## Work order:
Copy all records verbatim.

## Material provided:
:::::

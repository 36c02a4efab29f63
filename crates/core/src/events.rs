//! Random Event Injector
//!
//! Once per turn, before the teacher's words are processed, the classroom may
//! be disrupted. At most one disruptive mode is active at a time: nothing
//! fires while the student sleeps or while the aliens are on their way.

use crate::notice::Notice;
use crate::oracle::{Oracle, OracleMessage, OracleRequest};
use crate::prompts::{PromptKey, PromptLibrary};
use crate::state::{ALIEN_TURNS, SessionState};
use rand::Rng;
use rand::distr::Distribution;
use rand::distr::weighted::WeightedIndex;
use tracing::{info, warn};

/// Default chance that any event fires on a given turn.
pub const TRIGGER_PROBABILITY: f64 = 0.30;

#[derive(Debug, Clone, Copy, PartialEq, Eq, Hash)]
pub enum RandomEvent {
    /// The student falls asleep until woken.
    Nap,
    /// One note is rewritten to be wrong.
    Misconception,
    /// Pass the test within three turns or lose.
    Alien,
    /// Announced, then nothing happens.
    FireDrill,
    /// All notes are synthesized into a new one.
    Eureka,
}

pub const DEFAULT_WEIGHTS: [(RandomEvent, f64); 5] = [
    (RandomEvent::Nap, 0.25),
    (RandomEvent::Misconception, 0.30),
    (RandomEvent::Alien, 0.10),
    (RandomEvent::FireDrill, 0.20),
    (RandomEvent::Eureka, 0.15),
];

/// Selects and applies random events.
#[derive(Debug, Clone)]
pub struct EventInjector {
    trigger_probability: f64,
    weights: Vec<(RandomEvent, f64)>,
}

impl Default for EventInjector {
    fn default() -> Self {
        Self {
            trigger_probability: TRIGGER_PROBABILITY,
            weights: DEFAULT_WEIGHTS.to_vec(),
        }
    }
}

impl EventInjector {
    /// An injector that never fires.
    pub fn disabled() -> Self {
        Self {
            trigger_probability: 0.0,
            weights: DEFAULT_WEIGHTS.to_vec(),
        }
    }

    /// An injector that fires `event` on every eligible turn.
    pub fn only(event: RandomEvent) -> Self {
        Self {
            trigger_probability: 1.0,
            weights: vec![(event, 1.0)],
        }
    }

    /// Decides whether an event fires this turn and which one.
    ///
    /// Always `None` while the student is asleep or an alien countdown runs.
    pub fn roll<R: Rng>(&self, state: &SessionState, rng: &mut R) -> Option<RandomEvent> {
        if state.is_asleep || state.alien_active() {
            return None;
        }
        if rng.random::<f64>() >= self.trigger_probability {
            return None;
        }
        let index = WeightedIndex::new(self.weights.iter().map(|(_, w)| *w)).ok()?;
        Some(self.weights[index.sample(rng)].0)
    }

    /// Rolls for an event and applies it to `state`.
    pub async fn trigger<R: Rng + Send>(
        &self,
        state: &mut SessionState,
        rng: &mut R,
        oracle: &dyn Oracle,
        prompts: &PromptLibrary,
        notices: &mut Vec<Notice>,
    ) -> Option<RandomEvent> {
        let event = self.roll(state, rng)?;
        info!(?event, "Random event fired");
        apply_event(event, state, rng, oracle, prompts, notices).await;
        Some(event)
    }
}

/// Applies `event` to `state`. Oracle failures leave the ledger unchanged.
pub async fn apply_event<R: Rng + Send>(
    event: RandomEvent,
    state: &mut SessionState,
    rng: &mut R,
    oracle: &dyn Oracle,
    prompts: &PromptLibrary,
    notices: &mut Vec<Notice>,
) {
    match event {
        RandomEvent::Nap => {
            state.is_asleep = true;
            notices.push(Notice::random_event(
                "The student just faceplanted. They are ASLEEP.",
            ));
        }
        RandomEvent::Misconception => {
            if state.knowledge_ledger.is_empty() {
                return;
            }
            let index = rng.random_range(0..state.knowledge_ledger.len());
            let original = state.knowledge_ledger.get(index).unwrap_or_default();
            let prompt = prompts.render(PromptKey::Misconception, &[("note", original)]);
            match ask(oracle, prompt).await {
                Some(wrong) => {
                    state.knowledge_ledger.replace(index, wrong);
                    notices.push(Notice::random_event(
                        "The student looks confused... (Memory corrupted!)",
                    ));
                }
                None => warn!(index, "Misconception skipped, ledger unchanged"),
            }
        }
        RandomEvent::Alien => {
            state.alien_countdown = ALIEN_TURNS;
            state.attempts_left = 1;
            notices.push(Notice::random_event(
                "ALIEN INVASION! Pass the TEST in 3 turns or Earth dies.",
            ));
        }
        RandomEvent::FireDrill => {
            notices.push(Notice::random_event(
                "FIRE DRILL! Fortunately nobody implemented a fire drill, so the fire fades away naturally.",
            ));
        }
        RandomEvent::Eureka => {
            if state.knowledge_ledger.len() < 2 {
                return;
            }
            let notes = state.knowledge_ledger.bulleted();
            let prompt = prompts.render(PromptKey::Eureka, &[("notes", notes.as_str())]);
            match ask(oracle, prompt).await {
                Some(insight) => {
                    state.knowledge_ledger.append(insight);
                    notices.push(Notice::random_event(
                        "EUREKA! The student connected the dots.",
                    ));
                }
                None => warn!("Eureka skipped, ledger unchanged"),
            }
        }
    }
}

async fn ask(oracle: &dyn Oracle, prompt: String) -> Option<String> {
    match oracle
        .complete(OracleRequest::text(vec![OracleMessage::user(prompt)]))
        .await
    {
        Ok(text) if !text.trim().is_empty() => Some(text.trim().to_string()),
        Ok(_) => None,
        Err(e) => {
            warn!(error = %e, "Oracle call for random event failed");
            None
        }
    }
}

:::::

## Result of this task:
repository 36c02a4efab29f63
filename crates/core/src/events.rs
//! Random Event Injector
//!
//! Once per turn, before the teacher's words are processed, the classroom may
//! be disrupted. At most one disruptive mode is active at a time: nothing
//! fires while the student sleeps or while the aliens are on their way.

use crate::notice::Notice;
use crate::oracle::{Oracle, OracleMessage, OracleRequest};
use crate::prompts::{PromptKey, PromptLibrary};
use crate::state::{ALIEN_TURNS, SessionState};
use rand::Rng;
use rand::distr::Distribution;
use rand::distr::weighted::WeightedIndex;
use tracing::{info, warn};

/// Default chance that any event fires on a given turn.
pub const TRIGGER_PROBABILITY: f64 = 0.30;

#[derive(Debug, Clone, Copy, PartialEq, Eq, Hash)]
pub enum RandomEvent {
    /// The student falls asleep until woken.
    Nap,
    /// One note is rewritten to be wrong.
    Misconception,
    /// Pass the test within three turns or lose.
    Alien,
    /// Announced, then nothing happens.
    FireDrill,
    /// All notes are synthesized into a new one.
    Eureka,
}

pub const DEFAULT_WEIGHTS: [(RandomEvent, f64); 5] = [
    (RandomEvent::Nap, 0.25),
    (RandomEvent::Misconception, 0.30),
    (RandomEvent::Alien, 0.10),
    (RandomEvent::FireDrill, 0.20),
    (RandomEvent::Eureka, 0.15),
];

/// Selects and applies random events.
#[derive(Debug, Clone)]
pub struct EventInjector {
    trigger_probability: f64,
    weights: Vec<(RandomEvent, f64)>,
}

impl Default for EventInjector {
    fn default() -> Self {
        Self {
            trigger_probability: TRIGGER_PROBABILITY,
            weights: DEFAULT_WEIGHTS.to_vec(),
        }
    }
}

impl EventInjector {
    /// An injector that never fires.
    pub fn disabled() -> Self {
        Self {
            trigger_probability: 0.0,
            weights: DEFAULT_WEIGHTS.to_vec(),
        }
    }

    /// An injector that fires `event` on every eligible turn.
    pub fn only(event: RandomEvent) -> Self {
        Self {
            trigger_probability: 1.0,
            weights: vec![(event, 1.0)],
        }
    }

    /// Decides whether an event fires this turn and which one.
    ///
    /// Always `None` while the student is asleep or an alien countdown runs.
    pub fn roll<R: Rng>(&self, state: &SessionState, rng: &mut R) -> Option<RandomEvent> {
        if state.is_asleep || state.alien_active() {
            return None;
        }
        if rng.random::<f64>() >= self.trigger_probability {
            return None;
        }
        let index = WeightedIndex::new(self.weights.iter().map(|(_, w)| *w)).ok()?;
        Some(self.weights[index.sample(rng)].0)
    }

    /// Rolls for an event and applies it to `state`.
    pub async fn trigger<R: Rng + Send>(
        &self,
        state: &mut SessionState,
        rng: &mut R,
        oracle: &dyn Oracle,
        prompts: &PromptLibrary,
        notices: &mut Vec<Notice>,
    ) -> Option<RandomEvent> {
        let event = self.roll(state, rng)?;
        info!(?event, "Random event fired");
        apply_event(event, state, rng, oracle, prompts, notices).await;
        Some(event)
    }
}

/// Applies `event` to `state`. Oracle failures leave the ledger unchanged.
pub async fn apply_event<R: Rng + Send>(
    event: RandomEvent,
    state: &mut SessionState,
    rng: &mut R,
    oracle: &dyn Oracle,
    prompts: &PromptLibrary,
    notices: &mut Vec<Notice>,
) {
    match event {
        RandomEvent::Nap => {
            state.is_asleep = true;
            notices.push(Notice::random_event(
                "The student just faceplanted. They are ASLEEP.",
            ));
        }
        RandomEvent::Misconception => {
            if state.knowledge_ledger.is_empty() {
                return;
            }
            let index = rng.random_range(0..state.knowledge_ledger.len());
            let original = state.knowledge_ledger.get(index).unwrap_or_default();
            let prompt = prompts.render(PromptKey::Misconception, &[("note", original)]);
            match ask(oracle, prompt).await {
                Some(wrong) => {
                    state.knowledge_ledger.replace(index, wrong);
                    notices.push(Notice::random_event(
                        "The student looks confused... (Memory corrupted!)",
                    ));
                }
                None => warn!(index, "Misconception skipped, ledger unchanged"),
            }
        }
        RandomEvent::Alien => {
            state.alien_countdown = ALIEN_TURNS;
            state.attempts_left = 1;
            notices.push(Notice::random_event(
                "ALIEN INVASION! Pass the TEST in 3 turns or Earth dies.",
            ));
        }
        RandomEvent::FireDrill => {
            notices.push(Notice::random_event(
                "FIRE DRILL! Fortunately nobody implemented a fire drill, so the fire fades away naturally.",
            ));
        }
        RandomEvent::Eureka => {
            if state.knowledge_ledger.len() < 2 {
                return;
            }
            let notes = state.knowledge_ledger.bulleted();
            let prompt = prompts.render(PromptKey::Eureka, &[("notes", notes.as_str())]);
            match ask(oracle, prompt).await {
                Some(insight) => {
                    state.knowledge_ledger.append(insight);
                    notices.push(Notice::random_event(
                        "EUREKA! The student connected the dots.",
                    ));
                }
                None => warn!("Eureka skipped, ledger unchanged"),
            }
        }
    }
}

async fn ask(oracle: &dyn Oracle, prompt: String) -> Option<String> {
    match oracle
        .complete(OracleRequest::text(vec![OracleMessage::user(prompt)]))
        .await
    {
        Ok(text) if !text.trim().is_empty() => Some(text.trim().to_string()),
        Ok(_) => None,
        Err(e) => {
            warn!(error = %e, "Oracle call for random event failed");
            None
        }
    }
}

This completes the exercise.